Like CD jewel cases, paperbacks, and other things, for better or worse the internet makes redundant, gone will be handmade “Missing” posters. Google’s Person Finder made me pause and think how far we’ve come. And of course I’m thinking about 9/11. Townes Van Zandt singing about his daughter. Here’s Dan Fox on Spacemen 3, and “The many uses of the Zeitgeist,” and pretentiousness, “The optimist sees pretension as innocent, tragicomic even: excess of effort, a lack of awareness that ambition might exceed capability, being unable to laugh about your own limitations. In this sense, it’s related to certain aspects of camp – to what Susan Sontag described as ‘the sensibility of failed seriousness’. (What often lurks behind pomposity is sad insecurity.) The cynic recognizes pretension only as the cousin of affectation, one of the dark arts of charlatanry; disguises to pass yourself off as something you’re not, talking yourself up, showing off about commodities or experiences you’ve acquired. But one quality of pretentiousness is a willingness to at least have a stab at something, for better or for worse, and you can only accuse someone of pretentiousness if you can identify both what is being aspired to, and just why it is that the person in question fails to make the grade.” New one from Jon Rafman. Best game of Twister EVER. The Atlantic on Matt Kirschenbaum’s work in video-game preservation. Brett Easton Ellis wants James Franco and Angelina Jolie to play Jeremy Blake and Theresa Duncan. China Mieville writes about JG Ballard, whose childhood home was just gutted. Luzinterruptus, replacing traffic with literature. The Power of Text (and Google Search Stories). Bunch of Pavement links, Gold Soundz is my favorite. Against speculative design competitions. Neoteny is the retention of childlike attributes in adulthood. UK’s web heritage at risk. When in your life were you most afraid to talk to strangers? “When I talked with (adult) friends about the experience, some wondered if kids today are acculturated to be more afraid of strangers than kids were in generations past. I’m not so sure this is true. Until I was about ten, I was scared to ask for directions or talk to strangers in public. I don’t think I was afraid of the strangers–I was afraid of exposing and embarrassing myself.” I don’t think I ever stopped being afraid, I just learned to hide it.
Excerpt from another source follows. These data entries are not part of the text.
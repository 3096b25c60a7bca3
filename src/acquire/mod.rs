//! Batch acquisition of the mods listed in a [`ModConfig`].
//!
//! - `acquirer` - The [`Acquirer`] and its per-entry processing
//! - `builder` - [`AcquirerBuilder`] for configuring an acquirer
//! - `config` - Configuration structures and callback types
//! - `outcome` - Per-entry [`ModOutcome`] and the run [`AcquisitionResult`]
//! - `sources` - The catalogs available to a run
//!
//! # Examples
//!
//! ```rust,no_run
//! use mcprov::config::load_config;
//!
//! # async fn example() -> Result<(), Box<dyn std::error::Error>> {
//! let config = load_config("mods.json")?;
//! let result = mcprov::acquire::acquire(&config, "server/mods", None).await?;
//! for slug in result.failed() {
//!     eprintln!("could not acquire {}", slug);
//! }
//! # Ok(())
//! # }
//! ```

pub mod acquirer;
pub mod builder;
pub mod config;
pub mod outcome;
pub mod sources;

pub use acquirer::{default_sources, Acquirer};
pub use builder::AcquirerBuilder;
pub use config::{AcquirerConfig, OutcomeCallback};
pub use outcome::{AcquisitionResult, ModOutcome, Status};
pub use sources::Sources;

use crate::config::ModConfig;
use crate::error::Result;

use std::path::Path;

/// Acquire every mod of `config` into `output_dir` with default settings.
///
/// CurseForge entries are only attempted when `curseforge_key` is given.
pub async fn acquire(
    config: &ModConfig,
    output_dir: impl AsRef<Path>,
    curseforge_key: Option<&str>,
) -> Result<AcquisitionResult> {
    AcquirerBuilder::new()
        .directory(output_dir.as_ref().to_path_buf())
        .build()
        .acquire(config, curseforge_key)
        .await
}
Not this Justin Wolfe. What is it like to share a name with someone (possibly) wrongly accused of murder? The other Justin Wolfe is a very talented writer and creator of two delightful websites, who can do better than the suburban wasteland that is Northern Virginia.
I’m in New York next week starting Tuesday for the Armory Show. Please email if you’d like to meetup: joanneDOTmcneilGMAIL. I’m also moderating a panel Saturday, March 6, at the Winkleman Gallery with An Xiao, part of #class Here’s more on #class on WSJ Speakeasy.
Remember warblogging? Somehow, I managed to talk about the history of blogs for nearly 10 minutes while alone in my car earlier this evening. Here’s another podcast on search referrals and breaking news. And here’s an interview with the very talented artist An Xiao as she set up for the #class show. Her blog, btw, is a must read.
Crowdfunding or What?
So much of the future of media debate concludes with little evidence and much conjecture on how the latest idea or gadget will or will not “save” publishing. Therein lies the problem. The Internet presents us with limitless possibilities. How could anyone believe in a silver bullet?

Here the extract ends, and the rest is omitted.